Below is a block of records; repeat all of them exactly.

--- RECORDS SHOWN ---

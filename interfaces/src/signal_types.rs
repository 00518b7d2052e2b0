//! Record types for persisted signals

use serde::{Deserialize, Serialize};

/// Sample sequence stored under a variable name
#[derive(Debug, Clone, PartialEq, Serialize, Deserialize)]
pub struct NamedSignal {
    /// Name the samples are addressed by
    pub name: String,
    /// Real time-domain samples
    pub samples: Vec<f64>,
}

impl NamedSignal {
    /// Create a new named signal
    pub fn new(name: impl Into<String>, samples: Vec<f64>) -> Self {
        Self {
            name: name.into(),
            samples,
        }
    }
}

---

▸ **ANSWER TO THE EXERCISE**
filename interfaces/src/signal_types.rs
repository 00518b7d2052e2b0
//! Record types for persisted signals

use serde::{Deserialize, Serialize};

/// Sample sequence stored under a variable name
#[derive(Debug, Clone, PartialEq, Serialize, Deserialize)]
pub struct NamedSignal {
    /// Name the samples are addressed by
    pub name: String,
    /// Real time-domain samples
    pub samples: Vec<f64>,
}

impl NamedSignal {
    /// Create a new named signal
    pub fn new(name: impl Into<String>, samples: Vec<f64>) -> Self {
        Self {
            name: name.into(),
            samples,
        }
    }
}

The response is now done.